作为安全网关，优异的地址转换性能和VPN性能也是对OTT业务的强大支撑。比如基于IP的转换、基于端口的转换、语音多媒体等业务流量的多通道协议NAT转换、无数目限制的PAT方式转换、域内NAT以及双向NAT等，以满足各种NAT应用场景。随着OTT业务更多在公共网络上的传输，拥有最佳的VPN性能能满足大量业务的加密传输要求。比如支持4over6 、6over4 的VPN技术，以保证网络从IPv4-IPv6 演进过程中VPN传输需求。安全网关如何抵抗外部威胁，提高网络安全，还体现在入侵防御功能上，可以对系统漏洞、未授权自动下载、欺骗类应用软件、广告类软件、异常协议、P2P异常等多种威胁进行防护。安全网关还要求能实时捕获最新的攻击、蠕虫及木马等威胁，为网络提供强大的防御能力。为满足网络向IPv6 的平滑演进，保证业务的稳定运行，安全网关需要支持随着IPv4 地址的枯竭，网络能向IPv6 平滑演进，并确保业务稳定运行。安全网关还要具有NAT44 、NAT64 等多种过渡功能，为未来的网络演进及业务过渡提供高效、灵活和放心的解决办法。IPv6 设计规划根据《广播电视媒体网站IPv6 改造实施指南(2018)》下达的广播电视媒体网站IPv6 改造实施的总体目标，确定过渡技术的选择和各网络设备对过渡技术的支持情况，规划原则：在不影响现网业务的基础上完成用户发展指标，降低网络风险；IPv6 改造顺序应按照“承载环境先行，业务接入随后，网管安全支撑按需”的原则进行；IP承载网是提供IPv6 端到端连接的根本，需要先行改造支持IPv6 ；业务网、各类接入网是发展IPv6 用户的关键，应在承载具备条件的基础上逐步改造，支持IPv4/IPv6 双栈方式；网管系统、支撑平台等应根据网络、业务的升级步骤按需改造，相关接口仍采用IPv4 协议，接口内部相关字段支持IPv6 地址；从IPv4-only向IPv6-only演进还需要遵循两个原则：首要原则是“不影响现网业务(IPv4/1Pv6)的正常运行”。IPv4 设备上部署IPv6 协议或者双栈设备关闭IPv4 协议和服务时，用户应该感知不到基础网络升级到IPv4/IPv6 双栈或者从双栈到IPv6-only的变化。次要原则是“兼容现有终端设备，不能强制用户升级或者更换自己的终端设备，如PC、平板电脑和机顶盒等”。

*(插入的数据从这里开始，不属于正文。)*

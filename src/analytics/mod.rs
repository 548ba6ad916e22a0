//! Analytics engine: derived aggregates over enriched sales and replayed
//! ledger state.
//!
//! Every function here is pure over its inputs; the cache-fronted service
//! layer decides when to recompute.

/// Burn-cycle linkage (each sale claims the earliest burn after it)
pub mod burn_cycles;
/// Daily UTC rollups with premium tiers and currency breakdown
pub mod daily;
/// Flip detection (adjacent per-token resale pairing)
pub mod flips;
/// Floor price estimation
pub mod floor;
/// RSI, momentum, and liquidity indicators
pub mod indicators;
/// Per-day trader activity and repeat-buyer rates
pub mod traders;

pub use burn_cycles::{link_burn_cycles, SaleProceeds};
pub use daily::daily_rollup;
pub use flips::{detect_flips, Flip};
pub use floor::floor_estimate;
pub use indicators::{liquidity_score, momentum, rsi, ListingSnapshot};
pub use traders::{analyze_traders, DailyTraderStat, TraderAnalysis};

对于OTT业务网络，可以建设为IPv4 和IPv6 双栈网络，或者建设IPv6-only网络。如果直接规划或建设成IPv6-only网络，那么针对目前IPv4 流量占比相对较高的情形，就需要考虑IPv4 网络和IPv6 网络互通场景，考虑IPv4 客户访问IPv6 服务场景，IPV6 的客户访问IPv4 服务场景，通过IPv4 网络连接两个IPv6-only网络场景等。对于现有的OTT业务网络，不可能对所有不支持IPv6 的设备进行更换，所以对支持IPv6 的设备直接开启IPv6 功能，同时运行IPv4 和IPv6 协议栈，实现双栈。OTT业务系统在广电城域网中实际部署的过程中，为了保证业务系统的稳定性、安全性以及未来IPv6 升级改造中的扩展性，可以通过在OTT业务的互联网出口处部署两台高性能的安全网关。这两台安全网关可以通过“主-主”或者“主-备”的模式运行，将不同的OTT业务通过划分不同的DMZ区进行隔离，然后根据不同OTT业务实际的运行流量，在安全网关上进行系统资源的重新分配，其中包括CPU、内存等。在DMZ区之间、Intranet区、Extranet区等不同的安全区之间，通过安全网关的安全策略进行访问控制，精确到协议和端口号，严格控制合法流量的流入和流出。通过安全网关的NAT功能，实现私网地址向公网地址，公网地址向私网地址的互相访问。同时，要求安全网关已经实际配置IPv6 功能，给未来的NAT46 、NAT64 等业务留下充足的扩展空间。